Write out every line below with no difference at all.
─── LISTED ENTRIES
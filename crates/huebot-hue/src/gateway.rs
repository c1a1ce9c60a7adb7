//! HTTP gateway to a Hue bridge

use crate::body::{endpoint, hue_body, parse_response};
use async_trait::async_trait;
use huebot_config::BridgeConfig;
use huebot_core::DeviceState;
use huebot_script::{Device, DeviceGateway, Dispatch, GatewayError};
use reqwest::Client;
use thiserror::Error;
use tokio::sync::oneshot;
use tracing::{debug, instrument, warn};

/// Errors constructing a [`HueGateway`]
#[derive(Debug, Error)]
pub enum HueError {
    #[error("failed to build HTTP client: {0}")]
    Client(#[from] reqwest::Error),
}

/// Gateway that PUTs device state to a bridge over its v1 REST API
///
/// A successful PUT is acknowledged once the requested fade has had time to
/// finish, so `wait` transitions hold until the device has settled.
#[derive(Debug, Clone)]
pub struct HueGateway {
    client: Client,
    api_url: String,
}

impl HueGateway {
    pub fn new(config: &BridgeConfig) -> Result<Self, HueError> {
        // Bridges live on the LAN
        let client = Client::builder()
            .timeout(config.request_timeout)
            .no_proxy()
            .build()?;

        Ok(Self {
            client,
            api_url: config.api_url(),
        })
    }

    /// Base URL including the username
    pub fn api_url(&self) -> &str {
        &self.api_url
    }

    /// Full URL for a device's state endpoint
    pub fn url_for(&self, device: &Device) -> String {
        format!("{}/{}", self.api_url, endpoint(device))
    }
}

fn transport_error(e: reqwest::Error) -> GatewayError {
    if e.is_timeout() {
        GatewayError::Timeout
    } else if e.is_connect() {
        GatewayError::Unreachable(e.to_string())
    } else {
        GatewayError::Transport(e.to_string())
    }
}

#[async_trait]
impl DeviceGateway for HueGateway {
    #[instrument(skip(self, state), fields(device = %device))]
    async fn apply(&self, device: &Device, state: &DeviceState) -> Result<Dispatch, GatewayError> {
        let url = self.url_for(device);
        let body = hue_body(state);
        debug!(%url, %body, "PUT state");

        let response = self
            .client
            .put(&url)
            .json(&body)
            .send()
            .await
            .map_err(transport_error)?;

        let status = response.status().as_u16();
        let text = response.text().await.map_err(transport_error)?;
        if let Err(e) = parse_response(status, &text) {
            warn!(status, error = %e, "Bridge refused state");
            return Err(e);
        }

        let fade = state.transition_duration();
        if fade.is_zero() {
            return Ok(Dispatch::Done);
        }

        let (tx, rx) = oneshot::channel();
        tokio::spawn(async move {
            tokio::time::sleep(fade).await;
            let _ = tx.send(Ok(()));
        });
        Ok(Dispatch::Pending(rx))
    }
}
──────
ANSWER TO THE PROBLEM:
filename crates/huebot-hue/src/gateway.rs
repository c1a1ce9c60a7adb7
//! HTTP gateway to a Hue bridge

use crate::body::{endpoint, hue_body, parse_response};
use async_trait::async_trait;
use huebot_config::BridgeConfig;
use huebot_core::DeviceState;
use huebot_script::{Device, DeviceGateway, Dispatch, GatewayError};
use reqwest::Client;
use thiserror::Error;
use tokio::sync::oneshot;
use tracing::{debug, instrument, warn};

/// Errors constructing a [`HueGateway`]
#[derive(Debug, Error)]
pub enum HueError {
    #[error("failed to build HTTP client: {0}")]
    Client(#[from] reqwest::Error),
}

/// Gateway that PUTs device state to a bridge over its v1 REST API
///
/// A successful PUT is acknowledged once the requested fade has had time to
/// finish, so `wait` transitions hold until the device has settled.
#[derive(Debug, Clone)]
pub struct HueGateway {
    client: Client,
    api_url: String,
}

impl HueGateway {
    pub fn new(config: &BridgeConfig) -> Result<Self, HueError> {
        // Bridges live on the LAN
        let client = Client::builder()
            .timeout(config.request_timeout)
            .no_proxy()
            .build()?;

        Ok(Self {
            client,
            api_url: config.api_url(),
        })
    }

    /// Base URL including the username
    pub fn api_url(&self) -> &str {
        &self.api_url
    }

    /// Full URL for a device's state endpoint
    pub fn url_for(&self, device: &Device) -> String {
        format!("{}/{}", self.api_url, endpoint(device))
    }
}

fn transport_error(e: reqwest::Error) -> GatewayError {
    if e.is_timeout() {
        GatewayError::Timeout
    } else if e.is_connect() {
        GatewayError::Unreachable(e.to_string())
    } else {
        GatewayError::Transport(e.to_string())
    }
}

#[async_trait]
impl DeviceGateway for HueGateway {
    #[instrument(skip(self, state), fields(device = %device))]
    async fn apply(&self, device: &Device, state: &DeviceState) -> Result<Dispatch, GatewayError> {
        let url = self.url_for(device);
        let body = hue_body(state);
        debug!(%url, %body, "PUT state");

        let response = self
            .client
            .put(&url)
            .json(&body)
            .send()
            .await
            .map_err(transport_error)?;

        let status = response.status().as_u16();
        let text = response.text().await.map_err(transport_error)?;
        if let Err(e) = parse_response(status, &text) {
            warn!(status, error = %e, "Bridge refused state");
            return Err(e);
        }

        let fade = state.transition_duration();
        if fade.is_zero() {
            return Ok(Dispatch::Done);
        }

        let (tx, rx) = oneshot::channel();
        tokio::spawn(async move {
            tokio::time::sleep(fade).await;
            let _ = tx.send(Ok(()));
        });
        Ok(Dispatch::Pending(rx))
    }
}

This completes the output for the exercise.